Hybrid Plans Offer Flexibility and Appeal
Some employers are not returning to pure defined benefit plans but are adopting hybrid approaches. These combine features of DB and defined contribution plans to balance risk and reward for both employers and employees.
Common hybrid models include:
Cash balance plans: These look like defined contribution plans but guarantee a minimum benefit, blending security with flexibility.
Pension equity plans: Benefits are expressed as a lump sum based on salary and service, offering portability.
Combination plans: Employers offer both a DB plan and a 401(k), giving employees multiple retirement savings options.
Hybrid plans can attract a broader range of employees, from those who prefer guaranteed income to those who want investment control. They also allow employers to tailor benefits to their workforce demographics and financial goals.
Challenges and Considerations for Employers
While defined benefit and hybrid plans offer advantages, they also come with challenges:
Complex administration: DB plans require actuarial expertise and ongoing management.
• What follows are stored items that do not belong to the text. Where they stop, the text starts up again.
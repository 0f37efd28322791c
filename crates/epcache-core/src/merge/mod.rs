//! Merge pipeline: segments → one playable file.
//!
//! Attempts, in order: transcode, stream copy, then a raw whole-file download
//! of the source URL. When all of them fail the segments and the localized
//! playlist stay on disk and the caller gets [`MergeOutcome::Unmerged`].

mod ffmpeg;

pub use ffmpeg::{merge_args, run_ffmpeg, FfmpegOutcome};

use std::fs;
use std::io::Read;
use std::path::{Path, PathBuf};
use std::time::Duration;

use tokio_util::sync::CancellationToken;

use crate::config::absolute_path;
use crate::downloader::{fetch_to_file, FetchOptions};
use crate::error::EpisodeError;
use crate::report::Reporter;
use crate::retry::FetchError;

#[derive(Debug, Clone, PartialEq, Eq)]
pub enum MergeOutcome {
    Merged(PathBuf),
    Unmerged { manifest_path: PathBuf },
}

/// Inputs of one merge.
#[derive(Debug, Clone)]
pub struct MergeRequest {
    pub manifest_path: PathBuf,
    pub segment_dir: PathBuf,
    pub output: PathBuf,
    /// Manifest URL, used by the raw fallback.
    pub source_url: String,
    pub ffmpeg_path: String,
    /// Budget for each ffmpeg attempt and for the raw download.
    pub timeout: Duration,
}

/// Runs the fallback chain. Only cancellation is an error; every other
/// failure ends in `Unmerged`.
pub async fn merge(
    req: &MergeRequest,
    fetch_opts: &FetchOptions,
    cancel: &CancellationToken,
    reporter: &Reporter,
) -> Result<MergeOutcome, EpisodeError> {
    let mut ffmpeg_available = true;
    for (label, transcode) in [("transcode", true), ("stream copy", false)] {
        if !ffmpeg_available {
            break;
        }
        reporter.info(format!("merging {} ({})", req.output.display(), label));
        // ffmpeg runs inside the segment dir; relative paths would resolve there.
        let args = merge_args(&absolute_path(&req.manifest_path), &absolute_path(&req.output), transcode);
        match run_ffmpeg(&req.ffmpeg_path, &args, &req.segment_dir, req.timeout, cancel).await {
            FfmpegOutcome::Success => {
                finish(req, reporter);
                return Ok(MergeOutcome::Merged(req.output.clone()));
            }
            FfmpegOutcome::Cancelled => {
                remove_quietly(&req.output);
                return Err(EpisodeError::Aborted);
            }
            FfmpegOutcome::TimedOut => {
                reporter.warn(format!("{} timed out after {:?}", label, req.timeout));
            }
            FfmpegOutcome::Failed { code, stderr_tail } => {
                reporter.warn(format!("{} failed (exit {:?})", label, code));
                if !stderr_tail.is_empty() {
                    reporter.debug(stderr_tail);
                }
            }
            FfmpegOutcome::Unavailable(e) => {
                reporter.warn(format!("ffmpeg unavailable: {}", e));
                ffmpeg_available = false;
            }
        }
        remove_quietly(&req.output);
    }

    reporter.info(format!("falling back to raw download of {}", req.source_url));
    match raw_download(req, fetch_opts, cancel, reporter).await {
        Ok(()) => {
            finish(req, reporter);
            Ok(MergeOutcome::Merged(req.output.clone()))
        }
        Err(FetchError::Aborted) => Err(EpisodeError::Aborted),
        Err(e) => {
            reporter.error(format!(
                "merge failed, keeping segments and {}: {}",
                req.manifest_path.display(),
                e
            ));
            Ok(MergeOutcome::Unmerged {
                manifest_path: req.manifest_path.clone(),
            })
        }
    }
}

async fn raw_download(
    req: &MergeRequest,
    fetch_opts: &FetchOptions,
    cancel: &CancellationToken,
    reporter: &Reporter,
) -> Result<(), FetchError> {
    let url = req.source_url.clone();
    let output = req.output.clone();
    let opts = fetch_opts.clone().with_timeout(req.timeout).verbose(true);
    let cancel = cancel.clone();
    let reporter = reporter.clone();
    let res = tokio::task::spawn_blocking(move || {
        fetch_to_file(&url, &output, &opts, &cancel, &reporter)?;
        // A playlist saved under a media name is not a merge.
        if looks_like_playlist(&output) {
            remove_quietly(&output);
            return Err(FetchError::Http(415));
        }
        Ok(())
    })
    .await;
    match res {
        Ok(r) => r,
        Err(e) => Err(FetchError::Storage(std::io::Error::other(e.to_string()))),
    }
}

fn looks_like_playlist(path: &Path) -> bool {
    let mut head = [0u8; 7];
    match fs::File::open(path).and_then(|mut f| f.read_exact(&mut head)) {
        Ok(()) => &head == b"#EXTM3U",
        Err(_) => false,
    }
}

fn finish(req: &MergeRequest, reporter: &Reporter) {
    reporter.info(format!("merged {}", req.output.display()));
    if let Err(e) = fs::remove_dir_all(&req.segment_dir) {
        reporter.warn(format!(
            "failed to remove segment dir {}: {}",
            req.segment_dir.display(),
            e
        ));
    }
}

fn remove_quietly(path: &Path) {
    let _ = fs::remove_file(path);
}

#[cfg(test)]
mod tests {
    use super::*;

    fn request(dir: &Path) -> MergeRequest {
        let segment_dir = dir.join("Show_E01_m3u8");
        fs::create_dir_all(&segment_dir).unwrap();
        let manifest_path = segment_dir.join("index.m3u8");
        fs::write(&manifest_path, "#EXTM3U\nseg-1.ts\n").unwrap();
        fs::write(segment_dir.join("seg-1.ts"), b"data").unwrap();
        MergeRequest {
            manifest_path,
            segment_dir,
            output: dir.join("Show_E01.mp4"),
            // Closed port: the raw fallback fails fast.
            source_url: "http://127.0.0.1:9/index.m3u8".into(),
            ffmpeg_path: "/nonexistent/ffmpeg-binary".into(),
            timeout: Duration::from_secs(5),
        }
    }

    #[tokio::test]
    async fn total_failure_keeps_segments() {
        let dir = tempfile::tempdir().unwrap();
        let req = request(dir.path());
        let out = merge(&req, &FetchOptions::default(), &CancellationToken::new(), &Reporter::silent())
            .await
            .unwrap();
        assert_eq!(
            out,
            MergeOutcome::Unmerged {
                manifest_path: req.manifest_path.clone()
            }
        );
        assert!(req.segment_dir.join("seg-1.ts").exists());
        assert!(!req.output.exists());
    }

    #[cfg(unix)]
    #[tokio::test]
    async fn successful_tool_removes_segment_dir() {
        let dir = tempfile::tempdir().unwrap();
        let mut req = request(dir.path());
        // `true` exits 0 regardless of arguments.
        req.ffmpeg_path = "true".into();
        let out = merge(&req, &FetchOptions::default(), &CancellationToken::new(), &Reporter::silent())
            .await
            .unwrap();
        assert_eq!(out, MergeOutcome::Merged(req.output.clone()));
        assert!(!req.segment_dir.exists());
    }

    #[tokio::test]
    async fn cancelled_merge_is_aborted() {
        let dir = tempfile::tempdir().unwrap();
        let req = request(dir.path());
        let cancel = CancellationToken::new();
        cancel.cancel();
        let res = merge(&req, &FetchOptions::default(), &cancel, &Reporter::silent()).await;
        assert!(matches!(res, Err(EpisodeError::Aborted)));
        assert!(req.segment_dir.exists());
    }

    #[test]
    fn playlist_detection() {
        let dir = tempfile::tempdir().unwrap();
        let p = dir.path().join("a.mp4");
        fs::write(&p, "#EXTM3U\n#EXTINF:4,\nseg.ts\n").unwrap();
        assert!(looks_like_playlist(&p));
        fs::write(&p, b"\x00\x00\x00\x18ftypmp42").unwrap();
        assert!(!looks_like_playlist(&p));
    }
}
Funding volatility: Market fluctuations can affect required contributions.
Regulatory compliance: Employers must navigate complex pension laws and reporting requirements.
Employers must weigh these factors carefully. Consulting with pension experts and financial advisors helps ensure plans meet company objectives and remain sustainable.
Real-World Examples of Employers Adopting DB Plans
Several companies have publicly shared their reasons for revisiting defined benefit plans:
These examples show how DB and hybrid plans can fit different industries and workforce needs.
What This Means for Employers Moving Forward
The renewed interest in defined benefit plans reflects a broader shift in how employers think about retirement benefits. Rather than viewing DB plans as outdated or risky, some see them as valuable tools to:
Improve tax efficiency
Strengthen employee loyalty
Provide competitive retirement benefits
Employers considering these plans should analyze their workforce demographics, financial capacity, and long-term goals. A well-designed DB or hybrid plan can be a strategic asset in today’s talent market.